Stored data
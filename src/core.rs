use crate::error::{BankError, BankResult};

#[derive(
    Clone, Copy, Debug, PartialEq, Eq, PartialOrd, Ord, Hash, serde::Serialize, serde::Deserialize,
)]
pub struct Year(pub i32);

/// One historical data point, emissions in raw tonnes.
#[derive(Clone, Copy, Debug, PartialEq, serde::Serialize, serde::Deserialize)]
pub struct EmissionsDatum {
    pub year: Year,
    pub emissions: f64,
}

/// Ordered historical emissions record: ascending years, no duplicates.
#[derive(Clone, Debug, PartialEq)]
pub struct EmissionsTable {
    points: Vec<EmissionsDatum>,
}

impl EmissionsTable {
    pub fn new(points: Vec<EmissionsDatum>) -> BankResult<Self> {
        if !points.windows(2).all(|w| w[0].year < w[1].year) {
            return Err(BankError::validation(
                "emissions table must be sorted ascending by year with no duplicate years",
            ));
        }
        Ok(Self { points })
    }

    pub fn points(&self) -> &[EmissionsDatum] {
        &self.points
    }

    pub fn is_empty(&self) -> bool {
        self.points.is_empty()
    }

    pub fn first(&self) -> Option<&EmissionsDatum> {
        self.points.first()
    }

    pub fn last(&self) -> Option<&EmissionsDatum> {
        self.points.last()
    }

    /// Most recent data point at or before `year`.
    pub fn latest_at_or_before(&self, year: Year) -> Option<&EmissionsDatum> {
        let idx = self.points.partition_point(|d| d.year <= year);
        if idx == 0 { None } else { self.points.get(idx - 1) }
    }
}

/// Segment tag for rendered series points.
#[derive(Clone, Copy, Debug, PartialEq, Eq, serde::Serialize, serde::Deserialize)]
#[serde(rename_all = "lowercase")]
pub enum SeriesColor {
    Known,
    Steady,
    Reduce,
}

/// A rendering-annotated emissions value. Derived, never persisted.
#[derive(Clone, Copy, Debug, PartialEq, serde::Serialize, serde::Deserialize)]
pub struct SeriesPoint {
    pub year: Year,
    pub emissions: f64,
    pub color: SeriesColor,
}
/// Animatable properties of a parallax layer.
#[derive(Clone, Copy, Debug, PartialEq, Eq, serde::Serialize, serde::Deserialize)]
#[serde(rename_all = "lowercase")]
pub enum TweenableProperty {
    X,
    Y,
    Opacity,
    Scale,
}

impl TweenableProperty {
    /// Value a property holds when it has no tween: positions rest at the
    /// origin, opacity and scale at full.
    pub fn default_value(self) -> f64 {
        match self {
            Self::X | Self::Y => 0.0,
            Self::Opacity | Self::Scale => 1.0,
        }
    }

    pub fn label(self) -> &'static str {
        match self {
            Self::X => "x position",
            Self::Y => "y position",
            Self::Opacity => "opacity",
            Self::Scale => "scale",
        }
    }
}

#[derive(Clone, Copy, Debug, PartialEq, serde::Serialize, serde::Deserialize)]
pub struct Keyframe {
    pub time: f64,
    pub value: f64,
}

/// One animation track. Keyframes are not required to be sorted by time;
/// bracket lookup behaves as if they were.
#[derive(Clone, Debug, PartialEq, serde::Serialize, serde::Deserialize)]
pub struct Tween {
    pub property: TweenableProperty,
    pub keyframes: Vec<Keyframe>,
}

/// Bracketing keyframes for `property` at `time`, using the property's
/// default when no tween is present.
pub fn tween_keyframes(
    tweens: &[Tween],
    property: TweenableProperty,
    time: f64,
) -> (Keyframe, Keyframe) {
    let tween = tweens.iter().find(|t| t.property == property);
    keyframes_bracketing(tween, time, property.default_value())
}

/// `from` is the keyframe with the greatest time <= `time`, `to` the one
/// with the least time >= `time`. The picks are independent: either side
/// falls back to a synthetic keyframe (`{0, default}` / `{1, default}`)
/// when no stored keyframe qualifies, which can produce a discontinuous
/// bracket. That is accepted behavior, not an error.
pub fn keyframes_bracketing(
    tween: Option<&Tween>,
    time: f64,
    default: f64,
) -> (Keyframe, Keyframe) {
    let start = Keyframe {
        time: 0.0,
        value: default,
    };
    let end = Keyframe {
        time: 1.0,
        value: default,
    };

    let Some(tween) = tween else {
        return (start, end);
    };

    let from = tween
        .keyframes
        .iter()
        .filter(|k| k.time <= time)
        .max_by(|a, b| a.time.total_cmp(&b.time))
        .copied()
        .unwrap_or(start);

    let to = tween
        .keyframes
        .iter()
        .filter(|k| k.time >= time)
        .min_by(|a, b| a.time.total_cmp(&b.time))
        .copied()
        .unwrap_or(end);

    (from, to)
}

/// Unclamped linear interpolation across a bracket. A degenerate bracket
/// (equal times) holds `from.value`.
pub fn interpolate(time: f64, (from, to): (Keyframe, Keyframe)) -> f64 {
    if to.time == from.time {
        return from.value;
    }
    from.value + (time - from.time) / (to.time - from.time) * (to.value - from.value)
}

Task to carry out
Print out all the material above, unaltered.

Result for this exercise
filename src/core.rs
use crate::error::{BankError, BankResult};

#[derive(
    Clone, Copy, Debug, PartialEq, Eq, PartialOrd, Ord, Hash, serde::Serialize, serde::Deserialize,
)]
pub struct Year(pub i32);

/// One historical data point, emissions in raw tonnes.
#[derive(Clone, Copy, Debug, PartialEq, serde::Serialize, serde::Deserialize)]
pub struct EmissionsDatum {
    pub year: Year,
    pub emissions: f64,
}

/// Ordered historical emissions record: ascending years, no duplicates.
#[derive(Clone, Debug, PartialEq)]
pub struct EmissionsTable {
    points: Vec<EmissionsDatum>,
}

impl EmissionsTable {
    pub fn new(points: Vec<EmissionsDatum>) -> BankResult<Self> {
        if !points.windows(2).all(|w| w[0].year < w[1].year) {
            return Err(BankError::validation(
                "emissions table must be sorted ascending by year with no duplicate years",
            ));
        }
        Ok(Self { points })
    }

    pub fn points(&self) -> &[EmissionsDatum] {
        &self.points
    }

    pub fn is_empty(&self) -> bool {
        self.points.is_empty()
    }

    pub fn first(&self) -> Option<&EmissionsDatum> {
        self.points.first()
    }

    pub fn last(&self) -> Option<&EmissionsDatum> {
        self.points.last()
    }

    /// Most recent data point at or before `year`.
    pub fn latest_at_or_before(&self, year: Year) -> Option<&EmissionsDatum> {
        let idx = self.points.partition_point(|d| d.year <= year);
        if idx == 0 { None } else { self.points.get(idx - 1) }
    }
}

/// Segment tag for rendered series points.
#[derive(Clone, Copy, Debug, PartialEq, Eq, serde::Serialize, serde::Deserialize)]
#[serde(rename_all = "lowercase")]
pub enum SeriesColor {
    Known,
    Steady,
    Reduce,
}

/// A rendering-annotated emissions value. Derived, never persisted.
#[derive(Clone, Copy, Debug, PartialEq, serde::Serialize, serde::Deserialize)]
pub struct SeriesPoint {
    pub year: Year,
    pub emissions: f64,
    pub color: SeriesColor,
}
/// Animatable properties of a parallax layer.
#[derive(Clone, Copy, Debug, PartialEq, Eq, serde::Serialize, serde::Deserialize)]
#[serde(rename_all = "lowercase")]
pub enum TweenableProperty {
    X,
    Y,
    Opacity,
    Scale,
}

impl TweenableProperty {
    /// Value a property holds when it has no tween: positions rest at the
    /// origin, opacity and scale at full.
    pub fn default_value(self) -> f64 {
        match self {
            Self::X | Self::Y => 0.0,
            Self::Opacity | Self::Scale => 1.0,
        }
    }

    pub fn label(self) -> &'static str {
        match self {
            Self::X => "x position",
            Self::Y => "y position",
            Self::Opacity => "opacity",
            Self::Scale => "scale",
        }
    }
}

#[derive(Clone, Copy, Debug, PartialEq, serde::Serialize, serde::Deserialize)]
pub struct Keyframe {
    pub time: f64,
    pub value: f64,
}

/// One animation track. Keyframes are not required to be sorted by time;
/// bracket lookup behaves as if they were.
#[derive(Clone, Debug, PartialEq, serde::Serialize, serde::Deserialize)]
pub struct Tween {
    pub property: TweenableProperty,
    pub keyframes: Vec<Keyframe>,
}

/// Bracketing keyframes for `property` at `time`, using the property's
/// default when no tween is present.
pub fn tween_keyframes(
    tweens: &[Tween],
    property: TweenableProperty,
    time: f64,
) -> (Keyframe, Keyframe) {
    let tween = tweens.iter().find(|t| t.property == property);
    keyframes_bracketing(tween, time, property.default_value())
}

/// `from` is the keyframe with the greatest time <= `time`, `to` the one
/// with the least time >= `time`. The picks are independent: either side
/// falls back to a synthetic keyframe (`{0, default}` / `{1, default}`)
/// when no stored keyframe qualifies, which can produce a discontinuous
/// bracket. That is accepted behavior, not an error.
pub fn keyframes_bracketing(
    tween: Option<&Tween>,
    time: f64,
    default: f64,
) -> (Keyframe, Keyframe) {
    let start = Keyframe {
        time: 0.0,
        value: default,
    };
    let end = Keyframe {
        time: 1.0,
        value: default,
    };

    let Some(tween) = tween else {
        return (start, end);
    };

    let from = tween
        .keyframes
        .iter()
        .filter(|k| k.time <= time)
        .max_by(|a, b| a.time.total_cmp(&b.time))
        .copied()
        .unwrap_or(start);

    let to = tween
        .keyframes
        .iter()
        .filter(|k| k.time >= time)
        .min_by(|a, b| a.time.total_cmp(&b.time))
        .copied()
        .unwrap_or(end);

    (from, to)
}

/// Unclamped linear interpolation across a bracket. A degenerate bracket
/// (equal times) holds `from.value`.
pub fn interpolate(time: f64, (from, to): (Keyframe, Keyframe)) -> f64 {
    if to.time == from.time {
        return from.value;
    }
    from.value + (time - from.time) / (to.time - from.time) * (to.value - from.value)
}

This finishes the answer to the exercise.